A few weeks ago, I found a site listing over 200 companies working on COVID tests. This was mostly for the RNA test, for diagnosis, and the majority of vendors were in China. Antibody tests were fewer. Some of the best tech comes from China, some of the not-best too. It can be very difficult to take any action against Chinese companies if they have not delivered on their promises. The FDA normally would spend months or years approving a rapid test, but things are frantic right now and corners are being cut. Unlike Abbot Labs, these companies don’t give details about their product in English and the FDA and CDC are taking manufacturers claims at face value for now, but figure 90% specificity is adequate, in other words, one out of 10 people told they have antibody protection don’t.
Rapid tests usually use lateral flow testing systems.

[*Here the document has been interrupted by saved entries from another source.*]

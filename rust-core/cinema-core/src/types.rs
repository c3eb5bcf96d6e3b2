//! # Path Parameters
//!
//! Member routes are declared as `/{resource}/{id:int}/`. The `:int` suffix
//! asks the router to hand the segment over as an integer; a parameter
//! without a suffix stays text.

/// Declared type of a path parameter
#[derive(Debug, Clone, Copy, PartialEq, Eq, Default)]
pub enum ParamType {
    /// Passed through unchanged
    #[default]
    String,
    /// Parsed as `i64`
    Int,
}

impl ParamType {
    /// The type named after the colon in `{name:type}`
    ///
    /// Anything other than `int` is treated as text.
    #[must_use]
    pub fn from_specifier(spec: &str) -> Self {
        if spec.eq_ignore_ascii_case("int") {
            Self::Int
        } else {
            Self::String
        }
    }

    /// Convert a matched segment
    ///
    /// A segment that does not parse keeps its text, leaving the handler to
    /// decide how to answer it.
    #[must_use]
    pub fn convert(self, raw: &str) -> ParamValue {
        match self {
            Self::Int => raw
                .parse()
                .map_or_else(|_| ParamValue::String(raw.to_string()), ParamValue::Int),
            Self::String => ParamValue::String(raw.to_string()),
        }
    }
}

/// A path parameter after conversion
#[derive(Debug, Clone, PartialEq, Eq)]
pub enum ParamValue {
    /// Text, either declared so or failed to convert
    String(String),
    /// Integer
    Int(i64),
}

impl ParamValue {
    /// The integer, if this is one
    #[must_use]
    pub const fn as_int(&self) -> Option<i64> {
        match self {
            Self::Int(i) => Some(*i),
            Self::String(_) => None,
        }
    }
}

/// Name and type of a `{name}` or `{name:type}` segment
///
/// `None` for a literal segment.
#[must_use]
pub fn parse_segment(segment: &str) -> Option<(&str, ParamType)> {
    let inner = segment.strip_prefix('{')?.strip_suffix('}')?;
    Some(match inner.split_once(':') {
        Some((name, spec)) => (name, ParamType::from_specifier(spec)),
        None => (inner, ParamType::String),
    })
}

#[cfg(test)]
mod tests {
    use super::*;

    #[test]
    fn test_from_specifier() {
        assert_eq!(ParamType::from_specifier("int"), ParamType::Int);
        assert_eq!(ParamType::from_specifier("INT"), ParamType::Int);
        assert_eq!(ParamType::from_specifier("slug"), ParamType::String);
    }

    #[test]
    fn test_convert_id() {
        assert_eq!(ParamType::Int.convert("42"), ParamValue::Int(42));
        assert_eq!(ParamType::Int.convert("42").as_int(), Some(42));
        assert_eq!(
            ParamType::Int.convert("1.5"),
            ParamValue::String("1.5".to_string())
        );
        // past i64::MAX
        assert_eq!(ParamType::Int.convert("99999999999999999999").as_int(), None);
    }

    #[test]
    fn test_convert_text() {
        assert_eq!(
            ParamType::String.convert("42"),
            ParamValue::String("42".to_string())
        );
    }

    #[test]
    fn test_parse_segment() {
        assert_eq!(parse_segment("{id}"), Some(("id", ParamType::String)));
        assert_eq!(parse_segment("{id:int}"), Some(("id", ParamType::Int)));
        assert_eq!(parse_segment("movies"), None);
        assert_eq!(parse_segment(""), None);
    }
}
//! # Cinema Core
//!
//! Core library for the cinema catalog API.
//! Provides the HTTP server, routing, entity schemas, validation and
//! record stores behind the genre, actor, cinema hall and movie resources.
//!
//! ## Architecture
//!
//! Every resource is one [`Resource`] parameterized by an entity schema and a
//! [`RecordStore`]. Requests flow `Server -> Router -> handler -> Resource ->
//! RecordStore`; movies additionally resolve their actor and genre ids through
//! [`ReferenceLookup`]s before anything is written.
//!
//! ## Modules
//!
//! - `server` - HTTP server built on Hyper
//! - `router` - Routing using matchit (radix trie)
//! - `route` - Route metadata and information
//! - `request` - HTTP request wrapper
//! - `middleware` - Request/response middleware system
//! - `catalog` - Route wiring for the four catalog resources
//! - `resource` - Generic CRUD handler
//! - `entity` - Record types and their schemas
//! - `schema` - Declarative field rules
//! - `store` - Record store trait and in-memory store
//! - `sql_store` - SQL record store and table creation
//! - `database` - SQLx database connectivity (SQLite, PostgreSQL)
//! - `json` - JSON parsing with simd-json
//! - `validation` - Structured validation errors
//! - `config` - Environment configuration
//! - `types` - Path parameter types and conversion
//! - `error` - Error types and handling

#![warn(missing_docs)]
#![warn(clippy::all)]
#![warn(clippy::pedantic)]

pub mod catalog;
pub mod config;
pub mod database;
pub mod entity;
pub mod error;
pub mod json;
pub mod middleware;
pub mod request;
pub mod resource;
pub mod route;
pub mod router;
pub mod schema;
pub mod server;
pub mod sql_store;
pub mod store;
pub mod types;
pub mod validation;

pub use catalog::{mount, mount_catalog, CatalogStores};
pub use config::{Config, Storage};
pub use database::{DatabasePool, DbTransaction, DbValue};
pub use entity::{Actor, CinemaHall, Entity, Genre, Movie, ALL_SCHEMAS};
pub use error::{Error, Result};
pub use json::parse_json;
pub use middleware::{CorsMiddleware, LoggingMiddleware, Middleware, MiddlewareChain};
pub use request::ApiRequest;
pub use resource::Resource;
pub use route::RouteInfo;
pub use router::{Method, Router};
pub use schema::{Field, FieldKind, Fields, Mode, Schema};
pub use server::{handler, ApiResponse, Server, ServerConfig};
pub use sql_store::{migrate, SqlStore};
pub use store::{MemoryStore, RecordStore, ReferenceLookup};
pub use types::{ParamType, ParamValue};
pub use validation::{FieldError, ValidationCode, ValidationErrors, ValidationResult};

/// Library version
pub const VERSION: &str = env!("CARGO_PKG_VERSION");
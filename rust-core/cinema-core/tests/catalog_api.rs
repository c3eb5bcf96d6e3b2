//! End-to-end tests of the catalog HTTP surface, run in-process through
//! `Server::test_request` against memory and SQLite storage.

use cinema_core::server::Bytes;
use cinema_core::{
    mount_catalog, ApiResponse, CatalogStores, CorsMiddleware, DatabasePool, LoggingMiddleware,
    Method, Server,
};
use serde_json::{json, Value};
use std::collections::HashMap;

fn memory_server() -> Server {
    let mut server = Server::default();
    server.add_middleware(LoggingMiddleware::new());
    mount_catalog(&mut server, CatalogStores::memory()).unwrap();
    server
}

async fn sqlite_server() -> Server {
    let pool = DatabasePool::connect("sqlite::memory:", Some(1)).await.unwrap();
    let mut server = Server::default();
    mount_catalog(&mut server, CatalogStores::sql(pool).await.unwrap()).unwrap();
    server
}

async fn call(server: &Server, method: Method, path: &str, body: Option<Value>) -> ApiResponse {
    let body = body.map(|b| Bytes::from(b.to_string()));
    server.test_request(method, path, HashMap::new(), body).await
}

fn field_errors(resp: &ApiResponse, field: &str) -> Vec<String> {
    resp.json_body().unwrap()["errors"]
        .as_array()
        .unwrap()
        .iter()
        .filter(|e| e["field"] == field)
        .map(|e| e["code"].as_str().unwrap().to_string())
        .collect()
}

async fn seed_people_and_genres(server: &Server) {
    for body in [
        json!({"first_name": "Keanu", "last_name": "Reeves"}),
        json!({"first_name": "Carrie-Anne", "last_name": "Moss"}),
    ] {
        assert_eq!(call(server, Method::Post, "/actors/", Some(body)).await.status, 201);
    }
    for name in ["Action", "Sci-Fi"] {
        let resp = call(server, Method::Post, "/genres/", Some(json!({"name": name}))).await;
        assert_eq!(resp.status, 201);
    }
}

async fn genre_lifecycle(server: &Server) {
    let resp = call(server, Method::Post, "/genres/", Some(json!({"name": "Horror"}))).await;
    assert_eq!(resp.status, 201);
    assert_eq!(resp.json_body().unwrap(), json!({"id": 1, "name": "Horror"}));

    let resp = call(server, Method::Get, "/genres/1/", None).await;
    assert_eq!(resp.status, 200);
    assert_eq!(resp.json_body().unwrap(), json!({"id": 1, "name": "Horror"}));

    let resp = call(server, Method::Delete, "/genres/1/", None).await;
    assert_eq!(resp.status, 204);

    let resp = call(server, Method::Get, "/genres/1/", None).await;
    assert_eq!(resp.status, 404);
    assert_eq!(resp.json_body().unwrap(), json!({"detail": "Not found."}));
}

async fn movie_references(server: &Server) {
    seed_people_and_genres(server).await;

    let resp = call(
        server,
        Method::Post,
        "/movies/",
        Some(json!({"title": "X", "actors": [999], "genres": []})),
    )
    .await;
    assert_eq!(resp.status, 400);
    assert_eq!(field_errors(&resp, "actors"), vec!["DOES_NOT_EXIST"]);
    assert_eq!(call(server, Method::Get, "/movies/", None).await.body, "[]");

    let resp = call(
        server,
        Method::Post,
        "/movies/",
        Some(json!({
            "title": "The Matrix",
            "description": "A hacker learns the truth.",
            "duration": 136,
            "actors": [2, 1, 2],
            "genres": [2, 1],
        })),
    )
    .await;
    assert_eq!(resp.status, 201);
    let created = resp.json_body().unwrap();
    assert_eq!(created["actors"], json!([1, 2]));
    assert_eq!(created["genres"], json!([1, 2]));

    let resp = call(server, Method::Get, "/movies/1/", None).await;
    assert_eq!(resp.json_body().unwrap(), created);
}

#[tokio::test]
async fn test_genre_lifecycle_memory() {
    genre_lifecycle(&memory_server()).await;
}

#[tokio::test]
async fn test_genre_lifecycle_sqlite() {
    genre_lifecycle(&sqlite_server().await).await;
}

#[tokio::test]
async fn test_movie_references_memory() {
    movie_references(&memory_server()).await;
}

#[tokio::test]
async fn test_movie_references_sqlite() {
    movie_references(&sqlite_server().await).await;
}

#[tokio::test]
async fn test_list_is_ordered_by_id() {
    let server = memory_server();
    for name in ["Drama", "Comedy", "Western"] {
        call(&server, Method::Post, "/genres/", Some(json!({"name": name}))).await;
    }
    let resp = call(&server, Method::Get, "/genres/", None).await;
    assert_eq!(
        resp.json_body().unwrap(),
        json!([
            {"id": 1, "name": "Drama"},
            {"id": 2, "name": "Comedy"},
            {"id": 3, "name": "Western"},
        ])
    );
}

#[tokio::test]
async fn test_cinema_hall_replace_and_merge() {
    let server = memory_server();
    let resp = call(
        &server,
        Method::Post,
        "/cinema_halls/",
        Some(json!({"name": "Blue", "rows": 10, "seats_in_row": 12})),
    )
    .await;
    assert_eq!(resp.status, 201);

    // full replace missing a required field changes nothing
    let resp = call(
        &server,
        Method::Put,
        "/cinema_halls/1/",
        Some(json!({"name": "Red", "rows": 8})),
    )
    .await;
    assert_eq!(resp.status, 400);
    assert_eq!(field_errors(&resp, "seats_in_row"), vec!["REQUIRED"]);
    let resp = call(&server, Method::Get, "/cinema_halls/1/", None).await;
    assert_eq!(resp.json_body().unwrap()["name"], "Blue");

    let resp = call(
        &server,
        Method::Put,
        "/cinema_halls/1/",
        Some(json!({"name": "Red", "rows": 8, "seats_in_row": 14})),
    )
    .await;
    assert_eq!(resp.status, 200);
    assert_eq!(
        resp.json_body().unwrap(),
        json!({"id": 1, "name": "Red", "rows": 8, "seats_in_row": 14})
    );

    let resp = call(&server, Method::Patch, "/cinema_halls/1/", Some(json!({"rows": 9}))).await;
    assert_eq!(resp.status, 200);
    assert_eq!(
        resp.json_body().unwrap(),
        json!({"id": 1, "name": "Red", "rows": 9, "seats_in_row": 14})
    );

    let resp = call(&server, Method::Patch, "/cinema_halls/1/", Some(json!({"rows": 0}))).await;
    assert_eq!(resp.status, 400);
    assert_eq!(field_errors(&resp, "rows"), vec!["TOO_SMALL"]);
}

#[tokio::test]
async fn test_missing_record_wins_over_invalid_body() {
    let server = memory_server();
    for method in [Method::Put, Method::Patch] {
        let resp = call(&server, method, "/actors/42/", Some(json!({"first_name": ""}))).await;
        assert_eq!(resp.status, 404, "{method}");
    }
    let resp = call(&server, Method::Delete, "/actors/42/", None).await;
    assert_eq!(resp.status, 404);
}

#[tokio::test]
async fn test_validation_error_body() {
    let server = memory_server();
    let resp = call(
        &server,
        Method::Post,
        "/actors/",
        Some(json!({"first_name": "   ", "last_name": null})),
    )
    .await;
    assert_eq!(resp.status, 400);
    assert_eq!(field_errors(&resp, "first_name"), vec!["BLANK"]);
    assert_eq!(field_errors(&resp, "last_name"), vec!["NULL"]);

    let resp = call(&server, Method::Post, "/actors/", Some(json!(["not", "an", "object"]))).await;
    assert_eq!(resp.status, 400);
    assert_eq!(field_errors(&resp, "non_field_errors"), vec!["INVALID_TYPE"]);

    let resp = call(&server, Method::Post, "/actors/", None).await;
    assert_eq!(resp.status, 400);
    assert_eq!(field_errors(&resp, "first_name"), vec!["REQUIRED"]);
    assert_eq!(field_errors(&resp, "last_name"), vec!["REQUIRED"]);
    assert!(field_errors(&resp, "non_field_errors").is_empty());
}

#[tokio::test]
async fn test_routing_surface() {
    let server = memory_server();

    let resp = call(&server, Method::Get, "/screenings/", None).await;
    assert_eq!(resp.status, 404);

    let resp = call(&server, Method::Get, "/movies/first/", None).await;
    assert_eq!(resp.status, 404);

    let resp = call(&server, Method::Delete, "/movies/", None).await;
    assert_eq!(resp.status, 405);
    assert_eq!(resp.header("allow"), Some("GET, POST, HEAD, OPTIONS"));

    let resp = call(&server, Method::Options, "/movies/1/", None).await;
    assert_eq!(resp.status, 200);
    assert_eq!(resp.header("allow"), Some("GET, PUT, PATCH, DELETE, HEAD, OPTIONS"));

    let resp = call(&server, Method::Head, "/genres/", None).await;
    assert_eq!(resp.status, 200);
    assert!(resp.body.is_empty());

    let resp = call(&server, Method::Get, "/", None).await;
    assert_eq!(resp.json_body().unwrap()["movies"], "/movies/");
    assert_eq!(resp.header("content-type"), Some("application/json"));
    assert!(resp.header("x-request-id").is_some());
}

#[tokio::test]
async fn test_cors_headers_when_enabled() {
    let mut server = Server::default();
    server.add_middleware(CorsMiddleware::new().allow_origin("https://tickets.example"));
    mount_catalog(&mut server, CatalogStores::memory()).unwrap();

    let resp = call(&server, Method::Get, "/genres/", None).await;
    assert_eq!(
        resp.header("access-control-allow-origin"),
        Some("https://tickets.example")
    );
}

#[tokio::test]
async fn test_deleted_references_are_dropped_in_memory() {
    let server = memory_server();
    seed_people_and_genres(&server).await;
    call(
        &server,
        Method::Post,
        "/movies/",
        Some(json!({"title": "Heat", "duration": 170, "actors": [1, 2], "genres": [1]})),
    )
    .await;

    assert_eq!(call(&server, Method::Delete, "/actors/1/", None).await.status, 204);
    assert_eq!(call(&server, Method::Delete, "/genres/1/", None).await.status, 204);
    let resp = call(&server, Method::Get, "/movies/1/", None).await;
    let movie = resp.json_body().unwrap();
    assert_eq!(movie["actors"], json!([2]));
    assert_eq!(movie["genres"], json!([]));

    let resp = call(&server, Method::Patch, "/movies/1/", Some(json!({"title": "Heat 2"}))).await;
    assert_eq!(resp.status, 200);
    assert_eq!(resp.json_body().unwrap()["actors"], json!([2]));

    // the body just read can be written back as-is
    let resp = call(&server, Method::Get, "/movies/1/", None).await;
    let resp = call(&server, Method::Put, "/movies/1/", Some(resp.json_body().unwrap())).await;
    assert_eq!(resp.status, 200);

    let resp = call(&server, Method::Patch, "/movies/1/", Some(json!({"genres": [1]}))).await;
    assert_eq!(field_errors(&resp, "genres"), vec!["DOES_NOT_EXIST"]);
}

#[tokio::test]
async fn test_deleted_genre_cascades_in_sqlite() {
    let server = sqlite_server().await;
    seed_people_and_genres(&server).await;
    call(
        &server,
        Method::Post,
        "/movies/",
        Some(json!({"title": "Heat", "duration": 170, "actors": [1], "genres": [1, 2]})),
    )
    .await;

    assert_eq!(call(&server, Method::Delete, "/genres/1/", None).await.status, 204);
    let resp = call(&server, Method::Get, "/movies/1/", None).await;
    assert_eq!(resp.json_body().unwrap()["genres"], json!([2]));
    assert_eq!(resp.json_body().unwrap()["description"], Value::Null);
}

Lateral flow studies work by embedding antibodies in a media strip, applying the patient’s sample on the other end of the strip, adding a reagent and letting the antibody diffuse through the media to the antigen. Where the sample and antibody meet, an indicator molecule will change color if the antigen specific to the antibody is present, normally forming a line at the boundary.
You can go crazy trying to decide if you see a line or not, and considerable variation exists between testers looking for a red stripe on the Strep tests for example. Lateral flow studies relying on the eyeball are often not very sensitive, or, give false negatives, but tend to be very specific, so a positive test correlates very well with the presence of whatever the antigen is.
The sensitivity can be improved a lot by having a machine read the test, usually by measuring fluorescence releasesd by tagged antibodies. If the antigen is viral RNA, a sophisticated test can even use reverse transcriptase and PCR to amplify the RNA sequences. Putting a new machine on the market is much harder than creating a lateral flow test strip, but COVID testing capability has been successfully added to several manufacturers machines.
I think that testing is not very reliable without good design, manufacturing and quality control, and that isn’t all there yet.